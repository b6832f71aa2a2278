//! Recording phase state machine.

use serde::{Deserialize, Serialize};
use std::fmt;

use crate::domain::foundation::StateMachine;

/// Where a recording session is in its lifecycle.
///
/// ```text
/// Configuring ──start──▶ Recording ◀──resume/pause──▶ Paused
///      ▲                     │                          │
///      └──discard── Reviewing ◀────────stop─────────────┘
/// ```
#[derive(Debug, Clone, Copy, PartialEq, Eq, Hash, Serialize, Deserialize, Default)]
#[serde(rename_all = "snake_case")]
pub enum RecordingPhase {
    #[default]
    Configuring,
    Recording,
    Paused,
    Reviewing,
}

impl RecordingPhase {
    /// True while the elapsed counter should be ticking.
    pub fn is_counting(&self) -> bool {
        matches!(self, RecordingPhase::Recording)
    }

    /// True between start and stop.
    pub fn is_capturing(&self) -> bool {
        matches!(self, RecordingPhase::Recording | RecordingPhase::Paused)
    }
}

impl StateMachine for RecordingPhase {
    fn can_transition_to(&self, target: &Self) -> bool {
        use RecordingPhase::*;
        matches!(
            (self, target),
            (Configuring, Recording)
                | (Recording, Paused)
                | (Paused, Recording)
                | (Recording, Reviewing)
                | (Paused, Reviewing)
                | (Reviewing, Configuring)
        )
    }

    fn valid_transitions(&self) -> Vec<Self> {
        use RecordingPhase::*;
        match self {
            Configuring => vec![Recording],
            Recording => vec![Paused, Reviewing],
            Paused => vec![Recording, Reviewing],
            Reviewing => vec![Configuring],
        }
    }
}

impl fmt::Display for RecordingPhase {
    fn fmt(&self, f: &mut fmt::Formatter<'_>) -> fmt::Result {
        let s = match self {
            RecordingPhase::Configuring => "Configuring",
            RecordingPhase::Recording => "Recording",
            RecordingPhase::Paused => "Paused",
            RecordingPhase::Reviewing => "Reviewing",
        };
        write!(f, "{}", s)
    }
}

#####

» WORK TASK:
Output every entry shown above, exactly.

» WORKED SOLUTION:
repository b6832f71aa2a2278
//! Recording phase state machine.

use serde::{Deserialize, Serialize};
use std::fmt;

use crate::domain::foundation::StateMachine;

/// Where a recording session is in its lifecycle.
///
/// ```text
/// Configuring ──start──▶ Recording ◀──resume/pause──▶ Paused
///      ▲                     │                          │
///      └──discard── Reviewing ◀────────stop─────────────┘
/// ```
#[derive(Debug, Clone, Copy, PartialEq, Eq, Hash, Serialize, Deserialize, Default)]
#[serde(rename_all = "snake_case")]
pub enum RecordingPhase {
    #[default]
    Configuring,
    Recording,
    Paused,
    Reviewing,
}

impl RecordingPhase {
    /// True while the elapsed counter should be ticking.
    pub fn is_counting(&self) -> bool {
        matches!(self, RecordingPhase::Recording)
    }

    /// True between start and stop.
    pub fn is_capturing(&self) -> bool {
        matches!(self, RecordingPhase::Recording | RecordingPhase::Paused)
    }
}

impl StateMachine for RecordingPhase {
    fn can_transition_to(&self, target: &Self) -> bool {
        use RecordingPhase::*;
        matches!(
            (self, target),
            (Configuring, Recording)
                | (Recording, Paused)
                | (Paused, Recording)
                | (Recording, Reviewing)
                | (Paused, Reviewing)
                | (Reviewing, Configuring)
        )
    }

    fn valid_transitions(&self) -> Vec<Self> {
        use RecordingPhase::*;
        match self {
            Configuring => vec![Recording],
            Recording => vec![Paused, Reviewing],
            Paused => vec![Recording, Reviewing],
            Reviewing => vec![Configuring],
        }
    }
}

impl fmt::Display for RecordingPhase {
    fn fmt(&self, f: &mut fmt::Formatter<'_>) -> fmt::Result {
        let s = match self {
            RecordingPhase::Configuring => "Configuring",
            RecordingPhase::Recording => "Recording",
            RecordingPhase::Paused => "Paused",
            RecordingPhase::Reviewing => "Reviewing",
        };
        write!(f, "{}", s)
    }
}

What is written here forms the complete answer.